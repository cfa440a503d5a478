//! ==============================================================================
//! config.rs - Runtime Configuration Loader
//! ==============================================================================
//!
//! purpose:
//!     defines the schema for `hub.toml`.
//!     loads configuration from file or falls back to defaults.
//!
//! structure:
//!     - ServerConfig: Where the API listens and how large a body may be.
//!     - StorageConfig: Which backend holds the singleton reading, and its key.
//!     - LoggingConfig: Log level and whether received payloads are echoed.
//!
//! ==============================================================================

use serde::Deserialize;
use std::path::{Path, PathBuf};

/// Environment variable pointing at an explicit config file
pub const CONFIG_ENV_VAR: &str = "SMARTBIN_CONFIG";

/// Root configuration structure
#[derive(Debug, Deserialize, Clone, Default)]
pub struct HubConfig {
    #[serde(default)]
    pub server: ServerConfig,
    #[serde(default)]
    pub storage: StorageConfig,
    #[serde(default)]
    pub logging: LoggingConfig,
}

#[derive(Debug, Deserialize, Clone)]
#[serde(default)]
pub struct ServerConfig {
    pub bind_address: String,
    pub port: u16,
    /// request body cap in MiB
    pub body_limit_mb: usize,
}

#[derive(Debug, Deserialize, Clone, Copy, PartialEq, Eq)]
#[serde(rename_all = "lowercase")]
pub enum StorageBackend {
    Sqlite,
    Memory,
}

#[derive(Debug, Deserialize, Clone)]
#[serde(default)]
pub struct StorageConfig {
    pub backend: StorageBackend,
    pub database_path: PathBuf,
    /// fixed key of the singleton reading
    pub record_id: String,
}

#[derive(Debug, Deserialize, Clone)]
#[serde(default)]
pub struct LoggingConfig {
    pub level: String,
    pub show_sensor_data: bool,
}

impl Default for ServerConfig {
    fn default() -> Self {
        Self {
            bind_address: "0.0.0.0".to_string(),
            port: 3001,
            body_limit_mb: 50,
        }
    }
}

impl Default for StorageConfig {
    fn default() -> Self {
        Self {
            backend: StorageBackend::Sqlite,
            database_path: PathBuf::from("data").join("smartbin.db"),
            record_id: "basura_principal".to_string(),
        }
    }
}

impl Default for LoggingConfig {
    fn default() -> Self {
        Self { level: "info".to_string(), show_sensor_data: true }
    }
}

impl ServerConfig {
    pub fn socket_addr(&self) -> String {
        format!("{}:{}", self.bind_address, self.port)
    }

    pub fn body_limit_bytes(&self) -> usize {
        self.body_limit_mb.saturating_mul(1024 * 1024)
    }
}

impl HubConfig {
    /// Load configuration from file
    pub fn load<P: AsRef<Path>>(path: P) -> anyhow::Result<Self> {
        let content = std::fs::read_to_string(path.as_ref())
            .map_err(|e| anyhow::anyhow!("Failed to read config file: {}", e))?;

        Self::from_toml(&content)
    }

    pub fn from_toml(content: &str) -> anyhow::Result<Self> {
        let config: HubConfig = toml::from_str(content)
            .map_err(|e| anyhow::anyhow!("Failed to parse config: {}", e))?;

        if config.storage.record_id.trim().is_empty() {
            anyhow::bail!("storage.record_id must not be empty");
        }

        Ok(config)
    }

    /// Load with default fallback.
    ///
    /// `SMARTBIN_CONFIG` wins when set; otherwise `config/hub.toml` and
    /// `../config/hub.toml` are tried in order. Runs before the tracing
    /// subscriber exists, so it reports on stdout.
    pub fn load_or_default() -> Self {
        let mut paths = Vec::new();
        if let Ok(explicit) = std::env::var(CONFIG_ENV_VAR) {
            paths.push(PathBuf::from(explicit));
        }
        paths.push(PathBuf::from("config").join("hub.toml"));
        paths.push(PathBuf::from("..").join("config").join("hub.toml"));

        for path in &paths {
            if path.exists() {
                match Self::load(path) {
                    Ok(config) => {
                        println!("[CONFIG] Loaded from {}", path.display());
                        return config;
                    }
                    Err(e) => {
                        println!("[CONFIG] Warning: Failed to load {}: {}", path.display(), e);
                    }
                }
            }
        }

        println!("[CONFIG] Warning: No config file found - using defaults");
        Self::default()
    }

    /// Log configuration summary
    pub fn print_summary(&self) {
        tracing::info!(
            listen = %self.server.socket_addr(),
            body_limit_mb = self.server.body_limit_mb,
            backend = ?self.storage.backend,
            database = %self.storage.database_path.display(),
            record_id = %self.storage.record_id,
            log_level = %self.logging.level,
            "hub configuration"
        );
    }
}

#[cfg(test)]
mod tests {
    use super::*;

    #[test]
    fn empty_file_yields_defaults() {
        let config = HubConfig::from_toml("").unwrap();
        assert_eq!(config.server.port, 3001);
        assert_eq!(config.server.body_limit_bytes(), 50 * 1024 * 1024);
        assert_eq!(config.storage.backend, StorageBackend::Sqlite);
        assert_eq!(config.storage.record_id, "basura_principal");
        assert!(config.logging.show_sensor_data);
    }

    #[test]
    fn partial_sections_keep_remaining_defaults() {
        let config = HubConfig::from_toml(
            r#"
            [server]
            port = 8080

            [storage]
            backend = "memory"
            "#,
        )
        .unwrap();

        assert_eq!(config.server.socket_addr(), "0.0.0.0:8080");
        assert_eq!(config.server.body_limit_mb, 50);
        assert_eq!(config.storage.backend, StorageBackend::Memory);
        assert_eq!(config.storage.database_path, PathBuf::from("data").join("smartbin.db"));
    }

    #[test]
    fn blank_record_id_is_rejected() {
        let err = HubConfig::from_toml("[storage]\nrecord_id = \"  \"\n").unwrap_err();
        assert!(err.to_string().contains("record_id"));
    }

    #[test]
    fn unknown_backend_is_a_parse_error() {
        let err = HubConfig::from_toml("[storage]\nbackend = \"mongo\"\n").unwrap_err();
        assert!(err.to_string().starts_with("Failed to parse config"));
    }

    #[test]
    fn load_reads_from_disk() {
        let dir = tempfile::tempdir().unwrap();
        let path = dir.path().join("hub.toml");
        std::fs::write(&path, "[logging]\nlevel = \"debug\"\nshow_sensor_data = false\n").unwrap();

        let config = HubConfig::load(&path).unwrap();
        assert_eq!(config.logging.level, "debug");
        assert!(!config.logging.show_sensor_data);
    }
}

--------------------------------------------------

■ Assigned task ■
Write the opening line of the data above and every line after it, exactly, stopping once you have written the line with "body may be.".

■ The answer ■
repository cfa440a503d5a478
//! ==============================================================================
//! config.rs - Runtime Configuration Loader
//! ==============================================================================
//!
//! purpose:
//!     defines the schema for `hub.toml`.
//!     loads configuration from file or falls back to defaults.
//!
//! structure:
//!     - ServerConfig: Where the API listens and how large a body may be.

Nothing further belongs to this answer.